------ Available data ------

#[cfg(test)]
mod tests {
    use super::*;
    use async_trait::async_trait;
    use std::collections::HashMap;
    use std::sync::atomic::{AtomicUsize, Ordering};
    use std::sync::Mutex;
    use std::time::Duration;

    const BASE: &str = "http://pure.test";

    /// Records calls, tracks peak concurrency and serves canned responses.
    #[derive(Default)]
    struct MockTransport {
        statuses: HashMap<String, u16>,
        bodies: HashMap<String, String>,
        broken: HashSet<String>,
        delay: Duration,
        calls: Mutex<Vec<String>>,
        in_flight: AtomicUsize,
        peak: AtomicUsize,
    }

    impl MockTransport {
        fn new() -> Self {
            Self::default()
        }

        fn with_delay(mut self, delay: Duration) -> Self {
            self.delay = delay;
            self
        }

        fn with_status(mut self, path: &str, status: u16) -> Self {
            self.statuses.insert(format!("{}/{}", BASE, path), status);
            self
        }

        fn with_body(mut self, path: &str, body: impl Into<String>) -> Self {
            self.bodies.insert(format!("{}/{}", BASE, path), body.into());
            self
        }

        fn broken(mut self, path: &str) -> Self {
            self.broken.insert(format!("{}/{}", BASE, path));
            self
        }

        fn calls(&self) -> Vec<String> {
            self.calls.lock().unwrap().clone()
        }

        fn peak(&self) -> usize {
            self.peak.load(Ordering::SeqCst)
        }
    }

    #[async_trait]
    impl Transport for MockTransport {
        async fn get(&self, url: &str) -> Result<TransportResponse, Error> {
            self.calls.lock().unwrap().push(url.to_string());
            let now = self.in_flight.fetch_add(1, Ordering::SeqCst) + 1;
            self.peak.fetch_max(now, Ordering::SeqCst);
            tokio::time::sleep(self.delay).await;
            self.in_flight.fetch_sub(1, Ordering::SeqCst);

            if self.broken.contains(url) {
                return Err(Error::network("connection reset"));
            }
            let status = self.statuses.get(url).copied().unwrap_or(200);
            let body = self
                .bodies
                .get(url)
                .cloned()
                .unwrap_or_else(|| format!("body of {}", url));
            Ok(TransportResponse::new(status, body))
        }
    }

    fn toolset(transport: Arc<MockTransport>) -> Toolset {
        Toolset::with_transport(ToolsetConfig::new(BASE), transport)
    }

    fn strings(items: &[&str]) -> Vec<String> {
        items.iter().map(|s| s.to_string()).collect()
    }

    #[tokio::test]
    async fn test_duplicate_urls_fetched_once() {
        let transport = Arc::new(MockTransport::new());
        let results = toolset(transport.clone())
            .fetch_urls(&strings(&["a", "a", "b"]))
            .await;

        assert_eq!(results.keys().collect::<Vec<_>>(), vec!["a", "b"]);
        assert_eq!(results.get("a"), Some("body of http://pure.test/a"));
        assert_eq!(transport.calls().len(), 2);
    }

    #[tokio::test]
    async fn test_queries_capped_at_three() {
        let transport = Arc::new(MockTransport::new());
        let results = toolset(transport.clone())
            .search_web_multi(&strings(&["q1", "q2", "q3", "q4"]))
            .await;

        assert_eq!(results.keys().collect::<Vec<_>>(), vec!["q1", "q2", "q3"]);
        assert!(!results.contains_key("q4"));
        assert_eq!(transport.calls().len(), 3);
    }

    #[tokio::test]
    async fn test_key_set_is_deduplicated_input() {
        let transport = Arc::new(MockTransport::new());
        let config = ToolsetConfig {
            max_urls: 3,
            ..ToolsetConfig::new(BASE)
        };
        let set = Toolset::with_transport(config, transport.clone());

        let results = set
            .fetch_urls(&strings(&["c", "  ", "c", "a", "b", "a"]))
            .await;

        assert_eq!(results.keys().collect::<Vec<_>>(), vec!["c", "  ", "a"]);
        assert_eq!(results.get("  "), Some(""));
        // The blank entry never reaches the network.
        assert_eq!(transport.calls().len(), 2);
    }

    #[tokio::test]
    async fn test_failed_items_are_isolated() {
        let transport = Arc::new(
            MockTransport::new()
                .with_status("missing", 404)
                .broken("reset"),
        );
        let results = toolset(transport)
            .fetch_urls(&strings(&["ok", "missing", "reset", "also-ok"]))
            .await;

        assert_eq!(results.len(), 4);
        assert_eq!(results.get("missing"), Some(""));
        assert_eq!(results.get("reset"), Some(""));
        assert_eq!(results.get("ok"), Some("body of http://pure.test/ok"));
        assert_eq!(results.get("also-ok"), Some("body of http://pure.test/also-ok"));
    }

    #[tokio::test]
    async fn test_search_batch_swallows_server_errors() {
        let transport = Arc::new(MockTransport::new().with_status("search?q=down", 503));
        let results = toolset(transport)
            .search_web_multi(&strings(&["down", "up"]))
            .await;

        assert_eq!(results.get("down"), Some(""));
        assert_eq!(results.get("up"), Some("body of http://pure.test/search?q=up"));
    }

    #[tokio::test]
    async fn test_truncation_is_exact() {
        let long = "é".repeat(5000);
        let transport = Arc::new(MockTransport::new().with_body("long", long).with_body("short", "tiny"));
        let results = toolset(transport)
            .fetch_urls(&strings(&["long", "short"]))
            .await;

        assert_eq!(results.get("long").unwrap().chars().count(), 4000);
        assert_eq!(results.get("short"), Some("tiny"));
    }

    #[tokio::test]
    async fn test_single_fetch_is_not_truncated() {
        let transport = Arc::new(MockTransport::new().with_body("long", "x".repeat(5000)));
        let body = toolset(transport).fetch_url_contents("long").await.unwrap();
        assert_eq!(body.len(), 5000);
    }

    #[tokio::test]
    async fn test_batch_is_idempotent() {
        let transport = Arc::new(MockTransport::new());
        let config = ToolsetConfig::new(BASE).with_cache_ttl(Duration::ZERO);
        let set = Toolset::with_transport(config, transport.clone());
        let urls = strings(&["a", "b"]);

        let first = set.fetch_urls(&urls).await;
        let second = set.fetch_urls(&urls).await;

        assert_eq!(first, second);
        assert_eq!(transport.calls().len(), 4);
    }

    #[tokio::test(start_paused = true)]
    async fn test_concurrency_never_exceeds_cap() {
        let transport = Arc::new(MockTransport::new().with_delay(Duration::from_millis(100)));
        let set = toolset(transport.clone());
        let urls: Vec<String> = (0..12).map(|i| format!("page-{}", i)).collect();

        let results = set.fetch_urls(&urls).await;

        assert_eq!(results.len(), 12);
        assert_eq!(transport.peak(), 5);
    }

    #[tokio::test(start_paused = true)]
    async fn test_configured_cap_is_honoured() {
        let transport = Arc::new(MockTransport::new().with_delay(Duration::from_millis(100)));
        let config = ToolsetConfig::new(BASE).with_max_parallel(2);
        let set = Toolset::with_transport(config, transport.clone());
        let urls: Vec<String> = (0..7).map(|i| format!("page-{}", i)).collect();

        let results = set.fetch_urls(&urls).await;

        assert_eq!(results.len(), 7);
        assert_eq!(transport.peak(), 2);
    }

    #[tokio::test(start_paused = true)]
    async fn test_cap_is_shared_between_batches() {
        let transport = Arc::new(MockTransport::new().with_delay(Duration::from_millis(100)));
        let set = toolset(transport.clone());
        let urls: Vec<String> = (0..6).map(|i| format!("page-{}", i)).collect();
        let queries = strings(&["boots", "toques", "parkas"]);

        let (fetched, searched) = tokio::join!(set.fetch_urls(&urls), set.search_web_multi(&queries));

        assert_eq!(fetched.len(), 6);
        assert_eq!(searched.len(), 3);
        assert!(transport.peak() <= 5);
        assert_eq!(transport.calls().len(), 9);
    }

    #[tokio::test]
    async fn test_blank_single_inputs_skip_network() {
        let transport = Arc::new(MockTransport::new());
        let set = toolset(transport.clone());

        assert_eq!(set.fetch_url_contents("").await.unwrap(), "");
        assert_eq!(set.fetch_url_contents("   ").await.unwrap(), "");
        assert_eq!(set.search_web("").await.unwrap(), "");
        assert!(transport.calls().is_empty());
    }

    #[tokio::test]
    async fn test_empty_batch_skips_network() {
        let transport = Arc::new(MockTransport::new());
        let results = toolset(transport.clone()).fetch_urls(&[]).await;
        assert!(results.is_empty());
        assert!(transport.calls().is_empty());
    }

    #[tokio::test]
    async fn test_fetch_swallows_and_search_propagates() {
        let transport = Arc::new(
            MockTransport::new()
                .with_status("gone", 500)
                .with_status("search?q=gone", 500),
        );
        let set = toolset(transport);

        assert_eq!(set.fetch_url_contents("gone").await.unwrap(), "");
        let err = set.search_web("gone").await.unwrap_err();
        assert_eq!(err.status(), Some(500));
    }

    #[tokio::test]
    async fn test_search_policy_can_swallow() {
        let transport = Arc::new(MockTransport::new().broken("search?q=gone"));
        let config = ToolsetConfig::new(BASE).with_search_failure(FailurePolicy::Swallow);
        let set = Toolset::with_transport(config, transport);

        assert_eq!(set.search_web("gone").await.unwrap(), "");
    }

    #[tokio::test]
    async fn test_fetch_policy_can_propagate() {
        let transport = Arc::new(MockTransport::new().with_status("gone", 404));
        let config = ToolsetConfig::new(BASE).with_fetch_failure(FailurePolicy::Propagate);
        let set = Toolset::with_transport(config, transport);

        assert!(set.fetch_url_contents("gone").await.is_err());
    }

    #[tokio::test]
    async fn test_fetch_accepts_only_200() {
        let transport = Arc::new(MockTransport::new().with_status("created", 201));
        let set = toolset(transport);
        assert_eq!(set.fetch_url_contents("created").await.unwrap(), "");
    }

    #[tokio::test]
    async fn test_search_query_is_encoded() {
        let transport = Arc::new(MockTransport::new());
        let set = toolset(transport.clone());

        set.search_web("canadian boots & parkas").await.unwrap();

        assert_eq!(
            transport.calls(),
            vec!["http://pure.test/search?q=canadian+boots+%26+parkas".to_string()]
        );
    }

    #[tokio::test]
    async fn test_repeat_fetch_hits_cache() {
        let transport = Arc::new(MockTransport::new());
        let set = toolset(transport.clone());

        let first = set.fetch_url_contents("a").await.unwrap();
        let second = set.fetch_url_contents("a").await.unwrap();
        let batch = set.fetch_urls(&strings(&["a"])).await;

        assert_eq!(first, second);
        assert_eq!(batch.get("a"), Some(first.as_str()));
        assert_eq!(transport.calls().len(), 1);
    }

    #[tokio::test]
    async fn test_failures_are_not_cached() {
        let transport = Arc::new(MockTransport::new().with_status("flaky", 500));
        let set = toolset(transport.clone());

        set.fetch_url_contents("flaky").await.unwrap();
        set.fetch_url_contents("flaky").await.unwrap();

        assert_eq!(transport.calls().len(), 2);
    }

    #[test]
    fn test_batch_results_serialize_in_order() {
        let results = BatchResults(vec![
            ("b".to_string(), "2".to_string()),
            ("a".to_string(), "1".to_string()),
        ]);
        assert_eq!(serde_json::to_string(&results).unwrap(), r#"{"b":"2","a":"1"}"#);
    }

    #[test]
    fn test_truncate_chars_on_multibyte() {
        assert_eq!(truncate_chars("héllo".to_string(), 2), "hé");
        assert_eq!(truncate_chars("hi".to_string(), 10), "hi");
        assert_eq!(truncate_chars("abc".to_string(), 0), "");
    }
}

------
------ Available data ------

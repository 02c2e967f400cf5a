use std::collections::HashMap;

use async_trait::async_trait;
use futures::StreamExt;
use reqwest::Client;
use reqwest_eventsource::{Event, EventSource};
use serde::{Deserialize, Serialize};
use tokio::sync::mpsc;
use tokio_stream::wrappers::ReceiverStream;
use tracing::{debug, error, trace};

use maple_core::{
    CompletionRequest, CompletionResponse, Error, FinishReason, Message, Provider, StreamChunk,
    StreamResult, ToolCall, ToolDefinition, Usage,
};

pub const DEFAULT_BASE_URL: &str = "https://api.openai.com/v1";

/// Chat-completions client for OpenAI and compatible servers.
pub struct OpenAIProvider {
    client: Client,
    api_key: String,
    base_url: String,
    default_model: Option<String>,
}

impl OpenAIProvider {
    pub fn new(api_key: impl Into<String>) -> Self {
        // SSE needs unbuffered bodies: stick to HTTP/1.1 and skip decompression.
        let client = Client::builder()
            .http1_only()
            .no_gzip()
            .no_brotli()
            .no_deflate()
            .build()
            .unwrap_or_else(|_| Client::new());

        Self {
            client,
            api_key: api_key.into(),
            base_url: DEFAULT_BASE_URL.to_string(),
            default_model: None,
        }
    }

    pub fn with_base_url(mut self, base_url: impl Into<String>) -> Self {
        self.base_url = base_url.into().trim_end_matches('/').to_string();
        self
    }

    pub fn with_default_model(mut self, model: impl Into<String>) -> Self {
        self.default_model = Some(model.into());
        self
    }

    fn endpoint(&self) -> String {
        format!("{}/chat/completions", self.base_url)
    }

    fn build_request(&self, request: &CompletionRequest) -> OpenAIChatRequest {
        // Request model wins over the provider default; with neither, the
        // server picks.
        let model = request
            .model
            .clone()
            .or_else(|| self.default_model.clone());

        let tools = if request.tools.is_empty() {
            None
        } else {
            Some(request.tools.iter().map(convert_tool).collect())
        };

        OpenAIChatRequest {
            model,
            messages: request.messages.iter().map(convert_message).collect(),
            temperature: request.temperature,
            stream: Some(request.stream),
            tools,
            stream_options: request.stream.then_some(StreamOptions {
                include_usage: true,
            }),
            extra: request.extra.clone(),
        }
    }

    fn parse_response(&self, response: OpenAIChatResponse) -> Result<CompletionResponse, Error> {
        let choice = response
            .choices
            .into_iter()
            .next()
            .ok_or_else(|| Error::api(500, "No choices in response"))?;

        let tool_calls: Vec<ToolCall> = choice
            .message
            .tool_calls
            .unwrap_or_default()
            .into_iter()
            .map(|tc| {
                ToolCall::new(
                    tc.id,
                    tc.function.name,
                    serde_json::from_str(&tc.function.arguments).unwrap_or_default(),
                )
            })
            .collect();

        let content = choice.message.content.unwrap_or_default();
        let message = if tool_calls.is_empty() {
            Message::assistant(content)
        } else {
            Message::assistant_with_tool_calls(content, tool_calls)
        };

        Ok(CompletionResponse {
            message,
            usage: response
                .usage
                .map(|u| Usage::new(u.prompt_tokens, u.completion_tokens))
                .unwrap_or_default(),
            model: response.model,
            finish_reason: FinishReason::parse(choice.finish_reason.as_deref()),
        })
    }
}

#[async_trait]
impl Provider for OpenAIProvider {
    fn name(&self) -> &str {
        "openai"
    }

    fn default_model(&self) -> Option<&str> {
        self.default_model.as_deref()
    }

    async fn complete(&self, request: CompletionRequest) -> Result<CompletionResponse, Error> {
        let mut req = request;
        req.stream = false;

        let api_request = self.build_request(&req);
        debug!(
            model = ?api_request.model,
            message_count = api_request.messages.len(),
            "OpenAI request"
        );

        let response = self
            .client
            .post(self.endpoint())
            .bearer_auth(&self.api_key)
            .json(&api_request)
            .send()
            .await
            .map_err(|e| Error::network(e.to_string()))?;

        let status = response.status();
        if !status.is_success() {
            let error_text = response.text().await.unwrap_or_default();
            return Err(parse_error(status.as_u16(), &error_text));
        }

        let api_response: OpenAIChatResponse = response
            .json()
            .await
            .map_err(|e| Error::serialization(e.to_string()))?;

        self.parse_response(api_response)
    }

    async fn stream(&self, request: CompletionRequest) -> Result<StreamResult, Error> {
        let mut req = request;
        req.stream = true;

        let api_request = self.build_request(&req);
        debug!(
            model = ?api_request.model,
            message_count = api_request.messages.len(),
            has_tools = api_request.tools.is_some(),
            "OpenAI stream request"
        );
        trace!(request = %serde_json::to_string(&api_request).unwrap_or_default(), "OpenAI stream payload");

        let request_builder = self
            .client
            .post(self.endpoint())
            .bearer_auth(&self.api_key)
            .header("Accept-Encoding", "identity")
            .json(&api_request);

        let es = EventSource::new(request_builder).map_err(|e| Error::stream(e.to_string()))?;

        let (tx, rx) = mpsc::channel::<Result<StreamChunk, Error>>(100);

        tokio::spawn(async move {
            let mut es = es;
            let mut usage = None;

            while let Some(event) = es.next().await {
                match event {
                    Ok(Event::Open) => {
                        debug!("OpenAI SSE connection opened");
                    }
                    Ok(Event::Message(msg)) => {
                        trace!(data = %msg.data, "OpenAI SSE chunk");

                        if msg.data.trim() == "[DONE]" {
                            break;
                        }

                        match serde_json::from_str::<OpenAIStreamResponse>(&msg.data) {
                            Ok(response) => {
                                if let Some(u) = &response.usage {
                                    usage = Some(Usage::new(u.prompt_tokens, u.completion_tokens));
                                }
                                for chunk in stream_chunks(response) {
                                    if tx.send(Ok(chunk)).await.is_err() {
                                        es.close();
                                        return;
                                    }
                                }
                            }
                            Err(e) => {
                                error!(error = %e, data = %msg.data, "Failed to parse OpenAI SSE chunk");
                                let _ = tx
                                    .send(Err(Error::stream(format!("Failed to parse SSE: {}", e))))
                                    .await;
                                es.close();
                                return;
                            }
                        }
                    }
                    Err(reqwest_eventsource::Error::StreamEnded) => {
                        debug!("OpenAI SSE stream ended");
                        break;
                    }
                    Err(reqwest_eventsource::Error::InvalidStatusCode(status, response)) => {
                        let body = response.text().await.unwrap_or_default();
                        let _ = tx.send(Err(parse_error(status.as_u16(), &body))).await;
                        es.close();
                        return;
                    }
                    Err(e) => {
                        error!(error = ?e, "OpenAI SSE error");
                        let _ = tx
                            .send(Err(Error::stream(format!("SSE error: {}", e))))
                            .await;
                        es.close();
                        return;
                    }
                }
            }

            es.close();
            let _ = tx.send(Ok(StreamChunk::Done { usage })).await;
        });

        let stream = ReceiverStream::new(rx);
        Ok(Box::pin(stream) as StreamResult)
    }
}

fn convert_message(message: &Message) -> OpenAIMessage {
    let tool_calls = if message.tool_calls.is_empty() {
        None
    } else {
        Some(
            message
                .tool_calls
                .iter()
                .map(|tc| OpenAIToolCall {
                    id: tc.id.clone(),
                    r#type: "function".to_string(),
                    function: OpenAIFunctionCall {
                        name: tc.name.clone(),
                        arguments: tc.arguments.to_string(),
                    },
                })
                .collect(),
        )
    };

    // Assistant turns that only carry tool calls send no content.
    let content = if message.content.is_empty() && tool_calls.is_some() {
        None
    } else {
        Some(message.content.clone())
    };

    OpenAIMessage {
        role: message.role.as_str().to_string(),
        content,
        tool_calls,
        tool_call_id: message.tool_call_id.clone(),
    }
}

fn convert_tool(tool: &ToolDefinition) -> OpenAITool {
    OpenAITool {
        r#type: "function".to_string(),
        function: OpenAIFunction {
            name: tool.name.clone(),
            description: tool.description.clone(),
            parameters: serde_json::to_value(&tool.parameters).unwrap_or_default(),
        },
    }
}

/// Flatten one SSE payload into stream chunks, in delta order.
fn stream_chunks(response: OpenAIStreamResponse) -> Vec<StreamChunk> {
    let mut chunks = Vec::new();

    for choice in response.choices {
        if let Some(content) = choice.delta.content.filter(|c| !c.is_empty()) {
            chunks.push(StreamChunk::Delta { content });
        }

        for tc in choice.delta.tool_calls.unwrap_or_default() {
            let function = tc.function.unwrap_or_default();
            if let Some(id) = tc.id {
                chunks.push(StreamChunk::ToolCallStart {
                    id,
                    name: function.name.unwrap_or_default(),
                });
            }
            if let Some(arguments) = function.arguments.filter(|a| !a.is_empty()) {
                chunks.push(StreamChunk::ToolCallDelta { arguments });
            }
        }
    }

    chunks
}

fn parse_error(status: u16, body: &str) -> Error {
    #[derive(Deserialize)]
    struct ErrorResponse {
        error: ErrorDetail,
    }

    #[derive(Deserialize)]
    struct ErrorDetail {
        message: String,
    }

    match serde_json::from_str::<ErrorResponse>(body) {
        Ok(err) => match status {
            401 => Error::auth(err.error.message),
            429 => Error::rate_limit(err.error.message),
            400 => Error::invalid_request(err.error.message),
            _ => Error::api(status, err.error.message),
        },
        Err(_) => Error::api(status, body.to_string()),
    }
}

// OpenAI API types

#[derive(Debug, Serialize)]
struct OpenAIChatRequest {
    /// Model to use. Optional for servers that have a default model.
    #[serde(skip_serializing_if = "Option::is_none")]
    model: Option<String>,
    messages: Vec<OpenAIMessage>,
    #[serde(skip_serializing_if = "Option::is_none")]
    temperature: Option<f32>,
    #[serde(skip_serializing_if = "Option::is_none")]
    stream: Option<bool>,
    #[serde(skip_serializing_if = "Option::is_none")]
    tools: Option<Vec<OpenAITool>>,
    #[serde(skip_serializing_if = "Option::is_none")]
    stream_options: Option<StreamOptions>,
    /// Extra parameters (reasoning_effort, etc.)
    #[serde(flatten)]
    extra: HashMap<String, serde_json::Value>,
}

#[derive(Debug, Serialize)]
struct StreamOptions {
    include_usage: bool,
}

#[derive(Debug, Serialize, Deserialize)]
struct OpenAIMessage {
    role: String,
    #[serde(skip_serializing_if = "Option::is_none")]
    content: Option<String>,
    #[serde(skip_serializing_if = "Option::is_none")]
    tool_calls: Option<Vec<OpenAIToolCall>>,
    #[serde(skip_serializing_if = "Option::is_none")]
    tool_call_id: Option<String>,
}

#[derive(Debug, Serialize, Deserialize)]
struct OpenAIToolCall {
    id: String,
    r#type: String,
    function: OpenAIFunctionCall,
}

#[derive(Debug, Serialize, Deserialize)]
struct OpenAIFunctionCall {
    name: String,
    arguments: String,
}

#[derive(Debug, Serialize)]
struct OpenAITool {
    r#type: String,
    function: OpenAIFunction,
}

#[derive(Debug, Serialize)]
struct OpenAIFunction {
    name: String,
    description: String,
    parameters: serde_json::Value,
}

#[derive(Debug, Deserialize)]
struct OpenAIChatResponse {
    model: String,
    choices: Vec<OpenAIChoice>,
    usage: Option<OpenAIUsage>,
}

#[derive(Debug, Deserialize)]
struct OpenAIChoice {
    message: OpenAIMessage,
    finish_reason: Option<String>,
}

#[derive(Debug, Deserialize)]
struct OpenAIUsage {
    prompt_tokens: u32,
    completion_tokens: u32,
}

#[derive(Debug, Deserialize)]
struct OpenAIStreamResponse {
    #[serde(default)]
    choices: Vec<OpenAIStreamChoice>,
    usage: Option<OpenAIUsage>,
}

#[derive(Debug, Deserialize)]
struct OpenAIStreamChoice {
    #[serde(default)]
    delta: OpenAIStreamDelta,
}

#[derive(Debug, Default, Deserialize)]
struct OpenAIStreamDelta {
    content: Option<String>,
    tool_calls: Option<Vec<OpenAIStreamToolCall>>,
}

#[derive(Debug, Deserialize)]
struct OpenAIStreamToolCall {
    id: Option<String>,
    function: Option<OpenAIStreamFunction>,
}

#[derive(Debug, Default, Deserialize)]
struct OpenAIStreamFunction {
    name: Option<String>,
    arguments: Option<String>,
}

------

■ **What needs to be done**
Among the lines of the records above, count those containing the word "SeqCst", then give the number by itself.

■ **Answer**
4